While the hearings will be in the Minnesota Judicial Center, they will not be court proceedings. Blatz will be seated at an table, not a formal judge's bench, with a representative from the governor's office and one from the attorney general's on either side of her. Seated at a table in front of her: the petitioner who wants to plead that their program should be funded.
Although she was just appointed by Ramsey County District Court Chief Justice Kathleen Gearin just Wednesday to sort through the requests, Blatz already has a full case load.
Already dozens of parties -- from social service agencies to horsemen -- have filed court documents asking for funding.
Each group will get 20 minutes before Blatz to make a case.
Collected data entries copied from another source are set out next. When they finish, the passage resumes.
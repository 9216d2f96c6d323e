//! Pipeline metrics collection.
//!
//! Feature-gated and runtime-toggled so disabled builds pay nothing.
//!
//! # Usage
//!
//! ```ignore
//! use voxel_gpu::metrics::{PipelineMetrics, COLLECT_METRICS};
//!
//! // Compile with --features metrics
//! // Runtime toggle:
//! COLLECT_METRICS.store(false, Ordering::Relaxed);
//!
//! let report = renderer.generate_region(IVec3::ZERO)?;
//! metrics.record_region(&report);
//! ```

use std::collections::VecDeque;
use std::sync::atomic::AtomicBool;
#[cfg(feature = "metrics")]
use std::sync::atomic::Ordering;

use crate::pipeline::RegionReport;

/// Runtime toggle for metrics collection.
pub static COLLECT_METRICS: AtomicBool = AtomicBool::new(true);

/// Check if metrics collection is enabled (both compile-time and runtime).
#[inline]
pub fn is_enabled() -> bool {
  #[cfg(feature = "metrics")]
  {
    COLLECT_METRICS.load(Ordering::Relaxed)
  }
  #[cfg(not(feature = "metrics"))]
  {
    false
  }
}

/// Rolling window of recent values.
#[derive(Debug, Clone)]
pub struct RollingWindow<T> {
  buffer: VecDeque<T>,
  capacity: usize,
}

impl<T> RollingWindow<T> {
  pub fn new(capacity: usize) -> Self {
    Self {
      buffer: VecDeque::with_capacity(capacity),
      capacity,
    }
  }

  /// Push a new value, evicting the oldest if at capacity.
  pub fn push(&mut self, value: T) {
    if self.buffer.len() >= self.capacity {
      self.buffer.pop_front();
    }
    self.buffer.push_back(value);
  }

  pub fn len(&self) -> usize {
    self.buffer.len()
  }

  pub fn is_empty(&self) -> bool {
    self.buffer.is_empty()
  }

  pub fn clear(&mut self) {
    self.buffer.clear();
  }

  /// Iterate over values (oldest to newest).
  pub fn iter(&self) -> impl Iterator<Item = &T> {
    self.buffer.iter()
  }

  pub fn last(&self) -> Option<&T> {
    self.buffer.back()
  }
}

impl<T: Copy + Default + std::ops::Add<Output = T>> RollingWindow<T> {
  pub fn sum(&self) -> T {
    self.buffer.iter().copied().fold(T::default(), |acc, x| acc + x)
  }
}

impl RollingWindow<u64> {
  pub fn average(&self) -> f64 {
    if self.buffer.is_empty() {
      0.0
    } else {
      self.sum() as f64 / self.buffer.len() as f64
    }
  }

  pub fn min_max(&self) -> Option<(u64, u64)> {
    let min = *self.buffer.iter().min()?;
    let max = *self.buffer.iter().max()?;
    Some((min, max))
  }
}

impl Default for RollingWindow<u64> {
  fn default() -> Self {
    Self::new(128)
  }
}

/// Per-region pipeline statistics.
#[derive(Debug, Clone, Default)]
pub struct PipelineMetrics {
  // Timing (microseconds)
  pub record_timings: RollingWindow<u64>,
  pub submit_timings: RollingWindow<u64>,
  pub region_timings: RollingWindow<u64>,

  // Output
  pub quads_per_region: RollingWindow<u64>,
  pub barriers_per_region: RollingWindow<u64>,

  // Totals
  pub regions_generated: u64,
  pub total_quads: u64,
  pub dropped_quads: u64,
  pub heap_growths: u64,
  pub uploaded_bytes: u64,
}

impl PipelineMetrics {
  pub fn new() -> Self {
    Self::default()
  }

  pub fn reset(&mut self) {
    self.record_timings.clear();
    self.submit_timings.clear();
    self.region_timings.clear();
    self.quads_per_region.clear();
    self.barriers_per_region.clear();
    // Totals are cumulative.
  }

  pub fn record_region(&mut self, report: &RegionReport) {
    if !is_enabled() {
      return;
    }
    self.record_timings.push(report.record_us);
    self.submit_timings.push(report.submit_us);
    self.region_timings.push(report.total_us);
    self.quads_per_region.push(report.quads as u64);
    self.barriers_per_region.push(report.barriers as u64);

    self.regions_generated += 1;
    self.total_quads += report.quads as u64;
    self.dropped_quads += report.dropped_quads as u64;
    self.heap_growths += report.heap_grew as u64;
    self.uploaded_bytes += report.uploaded_bytes;
  }

  pub fn avg_region_us(&self) -> f64 {
    self.region_timings.average()
  }

  pub fn avg_quads(&self) -> f64 {
    self.quads_per_region.average()
  }
}

#[cfg(all(test, feature = "metrics"))]
mod tests {
  use super::*;

  #[test]
  fn test_rolling_window() {
    let mut window = RollingWindow::new(3);
    assert!(window.is_empty());

    window.push(10u64);
    window.push(20);
    window.push(30);
    assert_eq!(window.sum(), 60);
    assert_eq!(window.average(), 20.0);

    // Oldest evicted
    window.push(40);
    assert_eq!(window.len(), 3);
    assert_eq!(window.min_max(), Some((20, 40)));
    assert_eq!(window.last(), Some(&40));
  }

  #[test]
  fn test_record_region() {
    let mut metrics = PipelineMetrics::new();
    let report = RegionReport {
      quads: 100,
      dropped_quads: 4,
      barriers: 9,
      heap_grew: true,
      uploaded_bytes: 1024,
      total_us: 500,
      ..RegionReport::default()
    };
    metrics.record_region(&report);
    metrics.record_region(&RegionReport {
      quads: 50,
      total_us: 300,
      ..RegionReport::default()
    });

    assert_eq!(metrics.regions_generated, 2);
    assert_eq!(metrics.total_quads, 150);
    assert_eq!(metrics.dropped_quads, 4);
    assert_eq!(metrics.heap_growths, 1);
    assert_eq!(metrics.avg_region_us(), 400.0);
    assert_eq!(metrics.avg_quads(), 75.0);

    metrics.reset();
    assert!(metrics.region_timings.is_empty());
    assert_eq!(metrics.regions_generated, 2);
  }
}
She will start the hearings 8 am Friday and continue at 8 am July 5, after the holiday weekend. That schedule means that even petitioners who may eventually get funding will have to do without Friday, Saturday, Sunday and Monday.
Unlike 2005, when a special master was appointed to sort through that shutdown, Blatz has a very limited charge, according to the task set for her by Gearin, but a lot larger scope.
Six years ago, the Legislature passed and the governor signed a handful of budget bills, meaning much of what state government does already had properly appropriated funds. This time around only the tiny agriculture budget bill is law, leaving eight other areas of government -- from transportation to administration -- unfunded.